Poem by William Shakespeare

Sonnet 24 is one of 154 sonnets written by the English playwright and poet William Shakespeare, and is a part of the Fair Youth sequence.

In the sonnet, Shakespeare treats the commonplace Renaissance conceit connecting heart and eye. Although it relates to other sonnets that explore this theme, Sonnet 24 is considered largely imitative and conventional.

==Structure==
Sonnet 24 is a typical English or Shakespearean sonnet. English sonnets contain fourteen lines, including three quatrains and a final couplet. It follows the typical rhyme scheme of the form ABAB CDCD EFEF GG, and is written in iambic pentameter, a type of poetic metre based on five pairs of metrically weak/strong syllabic positions per line. Line ten exemplifies a regular iambic pentameter:
  × / × / × / × / × /
 Mine eyes have drawn thy shape, and thine for me (24.10)
/ = ictus, a metrically strong syllabic position. × = nonictus.

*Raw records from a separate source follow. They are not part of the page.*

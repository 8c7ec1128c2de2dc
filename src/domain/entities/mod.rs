//! Core domain entities representing the business data model.
//!
//! # Entity Types
//!
//! - [`Link`] - A live short-link record
//! - [`DeletionEntry`] - An audit record written when a link is evicted
//!
//! # Design Pattern
//!
//! Entities follow the "New Type" pattern with separate structs for creation:
//! `NewLink` and `NewDeletionEntry` carry what the caller decides, the stored
//! types add what the store assigns.

pub mod deletion_entry;
pub mod link;

pub use deletion_entry::{DeletionEntry, NewDeletionEntry};
pub use link::{Link, NewLink};
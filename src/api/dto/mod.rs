//! Data Transfer Objects for API requests and responses.
//!
//! All DTOs use Serde for JSON serialization/deserialization and validator
//! for input validation. Public JSON fields are camelCase.

pub mod health;
pub mod remaining_time;
pub mod shorten;
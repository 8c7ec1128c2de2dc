//! Business logic services for the application layer.

pub mod eviction_service;
pub mod expiry_sweeper;
pub mod link_service;

pub use eviction_service::{EvictionCause, EvictionService};
pub use expiry_sweeper::{ExpirySweeper, SweepReport, run_expiry_sweeper};
pub use link_service::{CreateLink, LinkPolicy, LinkService, Resolution};
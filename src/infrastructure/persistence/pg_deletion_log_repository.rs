//! PostgreSQL implementation of the deletion log.

use async_trait::async_trait;
use chrono::{DateTime, Utc};
use sqlx::{FromRow, PgPool};
use std::sync::Arc;

use crate::domain::entities::DeletionEntry;
use crate::domain::repositories::DeletionLogRepository;
use crate::error::AppError;

#[derive(FromRow)]
pub(super) struct DeletionRow {
    id: i64,
    code: String,
    target_url: String,
    expired_at: DateTime<Utc>,
    deleted_at: DateTime<Utc>,
}

impl From<DeletionRow> for DeletionEntry {
    fn from(r: DeletionRow) -> Self {
        DeletionEntry {
            id: r.id,
            code: r.code,
            target_url: r.target_url,
            expired_at: r.expired_at,
            deleted_at: r.deleted_at,
        }
    }
}

/// PostgreSQL repository for the `deletion_log` table.
///
/// Ids come from a `BIGSERIAL` sequence. Evictions insert their entries from
/// [`super::PgLinkRepository`] in the same statement as the delete.
pub struct PgDeletionLogRepository {
    pool: Arc<PgPool>,
}

impl PgDeletionLogRepository {
    pub fn new(pool: Arc<PgPool>) -> Self {
        Self { pool }
    }
}

#[async_trait]
impl DeletionLogRepository for PgDeletionLogRepository {
    async fn list_recent(
        &self,
        code: Option<String>,
        limit: usize,
    ) -> Result<Vec<DeletionEntry>, AppError> {
        let limit = i64::try_from(limit).unwrap_or(i64::MAX);

        let rows: Vec<DeletionRow> = sqlx::query_as(
            r#"
            SELECT id, code, target_url, expired_at, deleted_at
            FROM deletion_log
            WHERE ($1::text IS NULL OR code = $1)
            ORDER BY id DESC
            LIMIT $2
            "#,
        )
        .bind(code)
        .bind(limit)
        .fetch_all(self.pool.as_ref())
        .await?;

        Ok(rows.into_iter().map(DeletionEntry::from).collect())
    }

    async fn count(&self) -> Result<i64, AppError> {
        let count: i64 = sqlx::query_scalar("SELECT COUNT(*) FROM deletion_log")
            .fetch_one(self.pool.as_ref())
            .await?;

        Ok(count)
    }
}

The fourth line is regularized by the Elizabethan pronunciation of "pérspective".

==Source and analysis==
Edward Capell amended quarto "steeld" to "stelled," a word more closely related to the metaphor of the first quatrain. Edward Dowden notes parallels for the opening conceit in Henry Constable's Diana and in Thomas Watson's Tears of Fancy.

The poem's central conceit, the dialogue between heart and eye, was a period cliché. Sidney Lee traces it to Petrarch and notes analogues in the work of Ronsard, Michael Drayton, and Barnabe Barnes.

The poem has not enjoyed a high reputation. Henry Charles Beeching speculates that it might be a half-serious spoof of a clichéd type of poem. George Wyndham is among the few to take it completely seriously, providing a neoplatonic reading.

"Perspective" is the key trope in the second half of the poem, as it introduces the idea of the connection between speaker and beloved. Some editors have assumed that "perspective" was used, as often in the Renaissance, to refer to a specific type of optical illusion sometimes called a perspective house; however, Thomas Tyler and others demonstrated that the word was also known in its modern sense during the time.

Sonnet 46 and Sonnet 47 also present the eyes of the speaker as a character in the poem. Note that in Sonnet 24 both the singular eye and the plural eyes are used for the eyes of the speaker, contrary to Sonnet 46 and Sonnet 47 where only the singular is used.

==Further references==
- Baldwin, T. W. (1950). On the Literary Genetics of Shakspeare's Sonnets. University of Illinois Press, Urbana.
- Hubler, Edwin (1952). The Sense of Shakespeare's Sonnets. Princeton University Press, Princeton.
- Schoenfeldt, Michael (2007). The Sonnets: The Cambridge Companion to Shakespeare's Poetry. Patrick Cheney, Cambridge University Press, Cambridge.